Ces tunisiens proviennent de différentes classes sociales, sont d’âges différents et habitent dans des quartiers aussi bien huppés que populaires. Ils ont accepté volontairement de répondre de manière spontanée et anonyme aux questions de Tunisie Numérique. Les récits ont été retranscrits tels quels.

Cet épisode est assez spécial puisque le journaliste de Tunisie Numérique a été directement abordé par ”Emanuel”, qui a insisté pour nous raconter librement et sans retenue son histoire.

Emanuel est Burkinabè, âgé de 21 ans, et célibataire.

Il se confie à nous : “J’ai mal à la jambe droite. Je souffre le martyr. J’ai besoin de soins urgents.”

Ce sont les premiers mots que le jeune homme a prononcés en s’approchant de nous avant d’être pris en charge par les soignants du Croissant-Rouge de Sidi Bouzid. Nous avons rencontré Emanuel à l’occasion de la campagne organisée par le Croissant-Rouge venant en aide aux immigrants subsahariens.
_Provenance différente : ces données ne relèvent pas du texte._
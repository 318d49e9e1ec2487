// src/commands/hash.rs

//! Hash command

use anyhow::Result;
use hostcss::hash_name;

use super::read_input;

/// Print the content name of a stylesheet without transforming it
pub fn cmd_hash(input: &str) -> Result<()> {
    let css = read_input(input)?;
    println!("{}", hash_name(&css));
    Ok(())
}
// src/text.rs

//! Text-mode transformer
//!
//! Applies the `:host` rules to raw CSS with pattern substitution. This is
//! the lightweight path: no parsing, and no understanding of nested blocks
//! or comments. A `:host { ... }` block containing nested braces is not
//! unwrapped, and a `:host` inside a comment is rewritten like any other.

use tracing::debug;

use crate::layer::to_layer;
use crate::options::TransformOptions;
use crate::rules;

/// Rewrite `:host` selectors in raw CSS text
///
/// Unwraps `:host` blocks, rewrites `:host(...)` and `:host [attr]`
/// selectors, remaps remaining attribute selectors when enabled, and wraps
/// the result in the configured layer. Never fails: text that matches no
/// rule passes through unchanged.
pub fn transform_host_selectors(input: &str, options: &TransformOptions) -> String {
    let unwrapped = rules::unwrap_host_blocks(input);
    let rewritten = rules::rewrite_host_selectors(&unwrapped, options);
    let remapped = rules::remap_attributes(&rewritten, options);

    debug!(
        "Text transform: {} -> {} bytes (data attributes: {})",
        input.len(),
        remapped.len(),
        options.data_attributes
    );

    to_layer(&remapped, options.layer())
}
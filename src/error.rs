// src/error.rs

//! Crate-level error type
//!
//! The transforms themselves never fail. Errors only come from parsing a
//! stylesheet for tree mode or from loading configuration.

use thiserror::Error;

use crate::config::ConfigError;
use crate::stylesheet::ParseError;

/// Errors surfaced by the hostcss library
#[derive(Debug, Error)]
pub enum Error {
    #[error("Failed to parse stylesheet: {0}")]
    Parse(#[from] ParseError),

    #[error("Invalid configuration: {0}")]
    Config(#[from] ConfigError),
}

/// Result type for hostcss operations
pub type Result<T> = std::result::Result<T, Error>;

#[cfg(test)]
mod tests {
    use super::*;
    use crate::config::Config;

    #[test]
    fn test_errors_convert() {
        let parse: Error = crate::stylesheet::parse("a {").unwrap_err().into();
        assert!(matches!(parse, Error::Parse(ParseError::UnclosedBlock { .. })));
        assert!(parse.to_string().starts_with("Failed to parse stylesheet"));

        let config: Error = Config::from_toml_str("mode = 1").unwrap_err().into();
        assert!(matches!(config, Error::Config(ConfigError::ParseError(_))));
    }
}
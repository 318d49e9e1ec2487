// build.rs

use clap::{Arg, ArgAction, Command};
use clap_mangen::Man;
use std::env;
use std::fs;
use std::path::PathBuf;

/// Common argument: input stylesheet
fn input_arg() -> Arg {
    Arg::new("input")
        .required(true)
        .help("Input stylesheet (\"-\" for stdin)")
}

/// Common argument: output file
fn output_arg() -> Arg {
    Arg::new("output")
        .short('o')
        .long("output")
        .value_name("FILE")
        .help("Write the result to a file instead of stdout")
}

/// Transform settings shared by `transform` and `bundle`
fn transform_args() -> [Arg; 5] {
    [
        Arg::new("host_tag")
            .long("host-tag")
            .value_name("TAG")
            .help("Text substituted for :host (default: &)"),
        Arg::new("layer")
            .short('l')
            .long("layer")
            .value_name("NAME")
            .help("Wrap the output in this cascade layer"),
        Arg::new("data_attributes")
            .short('d')
            .long("data-attributes")
            .action(ArgAction::SetTrue)
            .help("Rename [attr] selectors to [data-attr]"),
        Arg::new("exclude")
            .short('x')
            .long("exclude")
            .value_name("NAME")
            .action(ArgAction::Append)
            .help("Attribute name exempt from the data- remap (repeatable)"),
        Arg::new("config")
            .short('c')
            .long("config")
            .value_name("FILE")
            .help("Configuration file (default: ./hostcss.toml when present)"),
    ]
}

fn build_cli() -> Command {
    Command::new("hostcss")
        .version(env!("CARGO_PKG_VERSION"))
        .author("hostcss Contributors")
        .about("Rewrite web-component :host stylesheets into plain CSS")
        .subcommand_required(false)
        .subcommand(
            Command::new("transform")
                .about("Rewrite :host selectors in a stylesheet")
                .arg(input_arg())
                .arg(
                    Arg::new("mode")
                        .short('m')
                        .long("mode")
                        .value_parser(["text", "tree"])
                        .help("Transformer to use (default: from config, else text)"),
                )
                .args(transform_args())
                .arg(output_arg()),
        )
        .subcommand(
            Command::new("bundle")
                .about("Transform a stylesheet and name it by content, for CSS-in-JS")
                .arg(input_arg())
                .args(transform_args())
                .arg(
                    Arg::new("json")
                        .long("json")
                        .action(ArgAction::SetTrue)
                        .help("Print a JSON object with \"name\" and \"css\""),
                )
                .arg(output_arg()),
        )
        .subcommand(
            Command::new("hash")
                .about("Print the content name of a stylesheet as it is")
                .arg(input_arg()),
        )
        .subcommand(
            Command::new("completions")
                .about("Generate shell completions")
                .arg(
                    Arg::new("shell")
                        .required(true)
                        .value_parser(["bash", "elvish", "fish", "powershell", "zsh"])
                        .help("Shell to generate completions for"),
                ),
        )
}

fn main() {
    println!("cargo:rerun-if-changed=build.rs");

    let manifest_dir = match env::var("CARGO_MANIFEST_DIR") {
        Ok(dir) => PathBuf::from(dir),
        Err(e) => {
            println!("cargo:warning=CARGO_MANIFEST_DIR not set: {}", e);
            return;
        }
    };
    let man_dir = manifest_dir.join("man");

    if let Err(e) = fs::create_dir_all(&man_dir) {
        println!("cargo:warning=Failed to create man directory: {}", e);
        return;
    }

    let man = Man::new(build_cli());
    let mut buffer = Vec::new();

    if let Err(e) = man.render(&mut buffer) {
        println!("cargo:warning=Failed to render man page: {}", e);
        return;
    }

    let man_path = man_dir.join("hostcss.1");
    if let Err(e) = fs::write(&man_path, buffer) {
        println!("cargo:warning=Failed to write man page: {}", e);
    }
}
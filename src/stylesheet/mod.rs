// src/stylesheet/mod.rs

//! Lossless CSS rule tree
//!
//! A small rule tree in the shape of the PostCSS node model, built from
//! `cssparser` tokens. Every node keeps the raw whitespace around it, so
//! parsing and printing an unmodified stylesheet reproduces the input byte
//! for byte. The tree transformer
//! mutates this tree and prints it back, which keeps comments and formatting
//! intact where the text transformer cannot.
//!
//! # Example
//!
//! ```
//! use hostcss::stylesheet::{parse, Node};
//!
//! let css = "a {\n  color: red;\n}\n";
//! let sheet = parse(css).unwrap();
//! assert!(matches!(sheet.nodes[0], Node::Rule(_)));
//! assert_eq!(sheet.to_css(), css);
//! ```

mod parser;
mod stringify;

pub use parser::{parse, ParseError};

/// A parsed stylesheet (the root container)
#[derive(Debug, Clone, Default, PartialEq, Eq)]
pub struct Stylesheet {
    pub nodes: Vec<Node>,
    pub raws: RootRaws,
}

/// Raw formatting of the root container
#[derive(Debug, Clone, Default, PartialEq, Eq)]
pub struct RootRaws {
    /// Whitespace after the last node
    pub after: String,
    /// Whether the last declaration was terminated by `;`
    pub semicolon: bool,
}

/// Any node that can appear in a container
#[derive(Debug, Clone, PartialEq, Eq)]
pub enum Node {
    Rule(Rule),
    AtRule(AtRule),
    Declaration(Declaration),
    Comment(Comment),
}

/// A style rule: `selector { ... }`
#[derive(Debug, Clone, Default, PartialEq, Eq)]
pub struct Rule {
    pub selector: String,
    pub nodes: Vec<Node>,
    pub raws: BlockRaws,
}

/// Raw formatting of a style rule
#[derive(Debug, Clone, Default, PartialEq, Eq)]
pub struct BlockRaws {
    /// Whitespace before the node
    pub before: String,
    /// Whitespace between the selector and `{`
    pub between: String,
    /// Whitespace between the last child and `}`
    pub after: String,
    /// Whether the last declaration was terminated by `;`
    pub semicolon: bool,
}

/// An at-rule, with a block (`@media x { ... }`) or without (`@import x;`)
#[derive(Debug, Clone, Default, PartialEq, Eq)]
pub struct AtRule {
    pub name: String,
    pub params: String,
    /// `None` for statement at-rules that end in `;`
    pub nodes: Option<Vec<Node>>,
    pub raws: AtRuleRaws,
}

/// Raw formatting of an at-rule
#[derive(Debug, Clone, Default, PartialEq, Eq)]
pub struct AtRuleRaws {
    pub before: String,
    /// Whitespace between the name and the params
    pub after_name: String,
    /// Whitespace between the params and `{` or `;`
    pub between: String,
    pub after: String,
    pub semicolon: bool,
}

/// A property declaration: `prop: value`
///
/// `!important` and any other value modifiers stay part of `value`.
#[derive(Debug, Clone, Default, PartialEq, Eq)]
pub struct Declaration {
    pub prop: String,
    pub value: String,
    pub raws: DeclarationRaws,
}

/// Raw formatting of a declaration
#[derive(Debug, Clone, Default, PartialEq, Eq)]
pub struct DeclarationRaws {
    pub before: String,
    /// The colon with its surrounding whitespace
    pub between: String,
    /// Whitespace between the value and its terminating `;`
    pub after: String,
}

/// A comment, with its text stored verbatim between `/*` and `*/`
#[derive(Debug, Clone, Default, PartialEq, Eq)]
pub struct Comment {
    pub text: String,
    pub raws: CommentRaws,
}

/// Raw formatting of a comment
#[derive(Debug, Clone, Default, PartialEq, Eq)]
pub struct CommentRaws {
    pub before: String,
}

impl Node {
    /// Whitespace before this node
    pub fn before(&self) -> &str {
        match self {
            Node::Rule(rule) => &rule.raws.before,
            Node::AtRule(at_rule) => &at_rule.raws.before,
            Node::Declaration(decl) => &decl.raws.before,
            Node::Comment(comment) => &comment.raws.before,
        }
    }

    /// Replace the whitespace before this node
    pub fn set_before(&mut self, before: impl Into<String>) {
        let before = before.into();
        match self {
            Node::Rule(rule) => rule.raws.before = before,
            Node::AtRule(at_rule) => at_rule.raws.before = before,
            Node::Declaration(decl) => decl.raws.before = before,
            Node::Comment(comment) => comment.raws.before = before,
        }
    }

    pub fn is_comment(&self) -> bool {
        matches!(self, Node::Comment(_))
    }

    /// Child nodes, for containers
    pub fn children_mut(&mut self) -> Option<&mut Vec<Node>> {
        match self {
            Node::Rule(rule) => Some(&mut rule.nodes),
            Node::AtRule(at_rule) => at_rule.nodes.as_mut(),
            Node::Declaration(_) | Node::Comment(_) => None,
        }
    }
}

impl Rule {
    pub fn new(selector: impl Into<String>) -> Self {
        Self {
            selector: selector.into(),
            ..Default::default()
        }
    }
}

impl Declaration {
    pub fn new(prop: impl Into<String>, value: impl Into<String>) -> Self {
        Self {
            prop: prop.into(),
            value: value.into(),
            raws: DeclarationRaws {
                between: ": ".to_string(),
                ..Default::default()
            },
        }
    }
}

impl Stylesheet {
    pub fn new() -> Self {
        Self::default()
    }

    /// Visit every style rule, depth first, parents before children
    pub fn walk_rules_mut<F>(&mut self, mut f: F)
    where
        F: FnMut(&mut Rule),
    {
        walk_rules_in(&mut self.nodes, &mut f);
    }

    /// Visit every declaration, depth first, in document order
    pub fn walk_declarations_mut<F>(&mut self, mut f: F)
    where
        F: FnMut(&mut Declaration),
    {
        walk_declarations_in(&mut self.nodes, &mut f);
    }

    /// Number of style rules at any depth
    pub fn rule_count(&self) -> usize {
        count_rules(&self.nodes)
    }
}

fn walk_rules_in<F>(nodes: &mut [Node], f: &mut F)
where
    F: FnMut(&mut Rule),
{
    for node in nodes {
        if let Node::Rule(rule) = node {
            f(rule);
        }
        if let Some(children) = node.children_mut() {
            walk_rules_in(children, f);
        }
    }
}

fn walk_declarations_in<F>(nodes: &mut [Node], f: &mut F)
where
    F: FnMut(&mut Declaration),
{
    for node in nodes {
        match node {
            Node::Declaration(decl) => f(decl),
            other => {
                if let Some(children) = other.children_mut() {
                    walk_declarations_in(children, f);
                }
            }
        }
    }
}

fn count_rules(nodes: &[Node]) -> usize {
    nodes
        .iter()
        .map(|node| match node {
            Node::Rule(rule) => 1 + count_rules(&rule.nodes),
            Node::AtRule(at_rule) => at_rule.nodes.as_deref().map_or(0, count_rules),
            Node::Declaration(_) | Node::Comment(_) => 0,
        })
        .sum()
}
Du Burkina Faso à la Tunisie

Temporairement soulagé, Emanuel revient vers nous et lance : “Je suis rentré clandestinement en Tunisie depuis une semaine. J’ai traversé les frontières algériennes, la montagne, et les forêts denses pour arriver à Kasserine.”
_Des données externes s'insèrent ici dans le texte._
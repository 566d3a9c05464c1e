//! Event surface for host UIs.
//!
//! The engine reports through `SyncEvent`; hosts subscribe on the
//! `EventBus` and render however they like. Subscriptions follow the
//! disposer pattern: hold the returned `Subscription` to keep receiving,
//! drop it to unsubscribe.

use std::fmt;
use std::sync::atomic::{AtomicUsize, Ordering};
use std::sync::{Arc, RwLock, Weak};

use chrono::{DateTime, Utc};
use serde::{Deserialize, Serialize};

use crate::database::ResolutionStrategy;

/// Engine lifecycle states. Published with every transition.
#[derive(Debug, Clone, Copy, PartialEq, Eq, Serialize, Deserialize)]
#[serde(rename_all = "camelCase")]
pub enum SyncState {
    /// Sync is turned off in settings.
    Disabled,
    /// Waiting for a password (stored credential unreadable or absent).
    Unlocking,
    /// Ready; between cycles.
    Idle,
    /// A cycle is running.
    Syncing,
    /// Content key unusable; the user must re-enter the password.
    Locked,
    /// Session irrecoverably rejected; the user must log in again.
    LoggedOut,
}

impl fmt::Display for SyncState {
    fn fmt(&self, f: &mut fmt::Formatter<'_>) -> fmt::Result {
        let name = match self {
            SyncState::Disabled => "disabled",
            SyncState::Unlocking => "unlocking",
            SyncState::Idle => "idle",
            SyncState::Syncing => "syncing",
            SyncState::Locked => "locked",
            SyncState::LoggedOut => "logged out",
        };
        write!(f, "{name}")
    }
}

/// Events emitted during sync operations.
#[derive(Debug, Clone, Serialize)]
#[serde(tag = "type")]
pub enum SyncEvent {
    /// Both sides changed a file; remote stayed canonical and the local
    /// version was preserved under `conflict_copy`.
    #[serde(rename = "sync-conflict")]
    Conflict {
        path: String,
        resolution: ResolutionStrategy,
        #[serde(rename = "conflictCopy")]
        conflict_copy: String,
        timestamp: DateTime<Utc>,
    },
    /// The stored credential could not be decrypted; sync stays locked
    /// until the user re-enters the password.
    #[serde(rename = "sync-unlock-required")]
    UnlockRequired,
    /// The engine moved to a new lifecycle state.
    #[serde(rename = "sync-state-changed")]
    StateChanged { state: SyncState },
}

/// Subscription handle that unsubscribes automatically when dropped.
pub struct Subscription {
    bus: Weak<EventBus>,
    id: usize,
}

impl Drop for Subscription {
    fn drop(&mut self) {
        if let Some(bus) = self.bus.upgrade() {
            bus.unsubscribe(self.id);
        }
    }
}

/// Event bus for publishing sync events to subscribers.
///
/// Thread-safe for the multi-threaded Tokio runtime. Wrap in `Arc` to
/// enable subscriptions.
pub struct EventBus {
    callbacks: RwLock<Vec<(usize, Arc<dyn Fn(SyncEvent) + Send + Sync>)>>,
    next_id: AtomicUsize,
}

impl Default for EventBus {
    fn default() -> Self {
        Self {
            callbacks: RwLock::new(Vec::new()),
            next_id: AtomicUsize::new(0),
        }
    }
}

impl EventBus {
    pub fn new() -> Self {
        Self::default()
    }

    /// Subscribe to events. Returns a `Subscription` that unsubscribes on
    /// drop. Requires `self` to be wrapped in `Arc`.
    pub fn subscribe(
        self: &Arc<Self>,
        callback: impl Fn(SyncEvent) + Send + Sync + 'static,
    ) -> Subscription {
        let id = self.next_id.fetch_add(1, Ordering::Relaxed);
        self.callbacks
            .write()
            .unwrap_or_else(|e| e.into_inner())
            .push((id, Arc::new(callback)));
        Subscription {
            bus: Arc::downgrade(self),
            id,
        }
    }

    fn unsubscribe(&self, id: usize) {
        // Use try_write to avoid deadlock if Drop runs during panic
        // unwinding while a read lock is held (e.g. during emit).
        if let Ok(mut guard) = self.callbacks.try_write() {
            guard.retain(|(i, _)| *i != id);
        }
    }

    /// Emit an event to all subscribers.
    pub fn emit(&self, event: SyncEvent) {
        // Clone the callback list so a callback may subscribe without
        // deadlocking.
        let callbacks: Vec<_> = self
            .callbacks
            .read()
            .unwrap_or_else(|e| e.into_inner())
            .iter()
            .map(|(_, cb)| Arc::clone(cb))
            .collect();

        for callback in callbacks {
            callback(event.clone());
        }
    }
}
Emanuel continue : “J’ai fui la misère. La guerre a tout ravagé chez moi. C’était soit attendre que la mort vienne me chercher, soit quitter le Burkina Faso au risque d’aller, de mon propre chef, peut-être vers la mort ! J’ai choisi la deuxième option. Je rêve d’un avenir meilleur.”

Emanuel nous raconte son périple : “J’ai décidé avec quelques proches de braver le désert, les milices armées, et tous les dangers sur notre chemin pour fuir, peu importe le prix, la guerre. Nous étions déjà morts de toute façon.”
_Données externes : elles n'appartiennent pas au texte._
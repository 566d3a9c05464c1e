//! Native workspace storage using tokio::fs.

use async_trait::async_trait;
use std::path::PathBuf;
use sync_core::fs::{DirEntry, FileStat, Result, StorageError, WorkspaceFs};
use tokio::fs;

/// Workspace storage rooted at a directory on the local disk.
pub struct NativeFs {
    root: PathBuf,
}

impl NativeFs {
    pub fn new(root: PathBuf) -> Self {
        Self { root }
    }

    fn full_path(&self, path: &str) -> PathBuf {
        if path.is_empty() {
            self.root.clone()
        } else {
            self.root.join(path)
        }
    }

    fn map_io(path: &str, error: std::io::Error) -> StorageError {
        if error.kind() == std::io::ErrorKind::NotFound {
            StorageError::NotFound(path.to_string())
        } else {
            StorageError::Io(error.to_string())
        }
    }
}

#[async_trait]
impl WorkspaceFs for NativeFs {
    async fn read(&self, path: &str) -> Result<Vec<u8>> {
        let full = self.full_path(path);
        match fs::metadata(&full).await {
            Ok(meta) if meta.is_dir() => {
                return Err(StorageError::IsDirectory(path.to_string()));
            }
            Ok(_) => {}
            Err(e) => return Err(Self::map_io(path, e)),
        }
        fs::read(&full).await.map_err(|e| Self::map_io(path, e))
    }

    async fn write(&self, path: &str, content: &[u8]) -> Result<()> {
        let full = self.full_path(path);
        if let Some(parent) = full.parent() {
            fs::create_dir_all(parent)
                .await
                .map_err(|e| Self::map_io(path, e))?;
        }
        fs::write(&full, content)
            .await
            .map_err(|e| Self::map_io(path, e))
    }

    async fn list(&self, path: &str) -> Result<Vec<DirEntry>> {
        let full = self.full_path(path);
        let mut entries = Vec::new();

        let mut dir = fs::read_dir(&full).await.map_err(|e| Self::map_io(path, e))?;
        while let Some(entry) = dir.next_entry().await.map_err(|e| Self::map_io(path, e))? {
            let name = entry.file_name().to_string_lossy().to_string();
            let metadata = entry.metadata().await.map_err(|e| Self::map_io(path, e))?;
            entries.push(DirEntry {
                name,
                is_dir: metadata.is_dir(),
            });
        }

        Ok(entries)
    }

    async fn delete(&self, path: &str) -> Result<()> {
        let full = self.full_path(path);
        let metadata = fs::metadata(&full).await.map_err(|e| Self::map_io(path, e))?;

        if metadata.is_dir() {
            fs::remove_dir(&full).await.map_err(|e| Self::map_io(path, e))
        } else {
            fs::remove_file(&full).await.map_err(|e| Self::map_io(path, e))
        }
    }

    async fn exists(&self, path: &str) -> Result<bool> {
        Ok(self.full_path(path).exists())
    }

    async fn stat(&self, path: &str) -> Result<FileStat> {
        let full = self.full_path(path);
        let metadata = fs::metadata(&full).await.map_err(|e| Self::map_io(path, e))?;

        let mtime_millis = metadata
            .modified()
            .map(|t| {
                t.duration_since(std::time::UNIX_EPOCH)
                    .map(|d| d.as_millis() as u64)
                    .unwrap_or(0)
            })
            .unwrap_or(0);

        Ok(FileStat {
            mtime_millis,
            size: metadata.len(),
            is_dir: metadata.is_dir(),
        })
    }

    async fn mkdir(&self, path: &str) -> Result<()> {
        let full = self.full_path(path);
        fs::create_dir_all(&full)
            .await
            .map_err(|e| Self::map_io(path, e))
    }

    async fn rename(&self, from: &str, to: &str) -> Result<()> {
        let src = self.full_path(from);
        let dst = self.full_path(to);
        fs::rename(&src, &dst)
            .await
            .map_err(|e| Self::map_io(from, e))
    }
}

#[cfg(test)]
mod tests {
    use super::*;
    use tempfile::TempDir;

    #[tokio::test]
    async fn test_write_creates_parents_and_reads_back() {
        let dir = TempDir::new().unwrap();
        let fs = NativeFs::new(dir.path().to_path_buf());

        fs.write("deep/nested/note.md", b"hello").await.unwrap();

        assert_eq!(fs.read("deep/nested/note.md").await.unwrap(), b"hello");
        assert!(fs.exists("deep/nested").await.unwrap());
    }

    #[tokio::test]
    async fn test_read_missing_is_not_found() {
        let dir = TempDir::new().unwrap();
        let fs = NativeFs::new(dir.path().to_path_buf());

        assert!(matches!(
            fs.read("ghost.md").await,
            Err(StorageError::NotFound(_))
        ));
    }

    #[tokio::test]
    async fn test_read_directory_is_typed_error() {
        let dir = TempDir::new().unwrap();
        let fs = NativeFs::new(dir.path().to_path_buf());

        fs.mkdir("folder").await.unwrap();

        assert!(matches!(
            fs.read("folder").await,
            Err(StorageError::IsDirectory(_))
        ));
    }

    #[tokio::test]
    async fn test_rename_replaces_destination() {
        let dir = TempDir::new().unwrap();
        let fs = NativeFs::new(dir.path().to_path_buf());

        fs.write(".sync/index.json.tmp", b"new").await.unwrap();
        fs.write(".sync/index.json", b"old").await.unwrap();

        fs.rename(".sync/index.json.tmp", ".sync/index.json")
            .await
            .unwrap();

        assert_eq!(fs.read(".sync/index.json").await.unwrap(), b"new");
        assert!(!fs.exists(".sync/index.json.tmp").await.unwrap());
    }

    #[tokio::test]
    async fn test_list_reports_kinds() {
        let dir = TempDir::new().unwrap();
        let fs = NativeFs::new(dir.path().to_path_buf());

        fs.write("a.md", b"a").await.unwrap();
        fs.mkdir("sub").await.unwrap();

        let mut entries = fs.list("").await.unwrap();
        entries.sort_by(|x, y| x.name.cmp(&y.name));

        assert_eq!(entries.len(), 2);
        assert_eq!(entries[0].name, "a.md");
        assert!(!entries[0].is_dir);
        assert_eq!(entries[1].name, "sub");
        assert!(entries[1].is_dir);
    }

    #[tokio::test]
    async fn test_delete_file_and_missing() {
        let dir = TempDir::new().unwrap();
        let fs = NativeFs::new(dir.path().to_path_buf());

        fs.write("gone.md", b"x").await.unwrap();
        fs.delete("gone.md").await.unwrap();
        assert!(!fs.exists("gone.md").await.unwrap());

        assert!(matches!(
            fs.delete("gone.md").await,
            Err(StorageError::NotFound(_))
        ));
    }
}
Emanuel ajoute : “Nous étions 6, au départ de notre aventure…”

Emanuel s’arrête de parler, visiblement très affecté. Il continue avec une voix tremblante : “Nous sommes maintenant 4 à avoir réussi à traverser les frontières. Nous avons perdu 2 d’entre nous. Je ne peux pas vous en dire plus… tout est encore confus dans ma tête. Je ne me souviens même plus de leurs visages. Tout ce que je sais, c’est qu’ils étaient également Burkinabè et s’appelaient Roger et Paul.”

En transit vers l’Italie

Emanuel boit une gorgée d’eau, regarde le ciel, et nous dit : “Vous savez, nous voulons aller vers l’Europe. La Tunisie n’est qu’une halte sur notre parcours. L’Europe, c’est le paradis, on l’a vu à la télé. On veut vivre en paix et dignement. En Europe, la vie humaine est respectée.”

Emanuel est le cinquième d’une grande fratrie de 11 enfants. Sa famille est pauvre. À cause de la guerre, ils se sont fait piller à plusieurs reprises.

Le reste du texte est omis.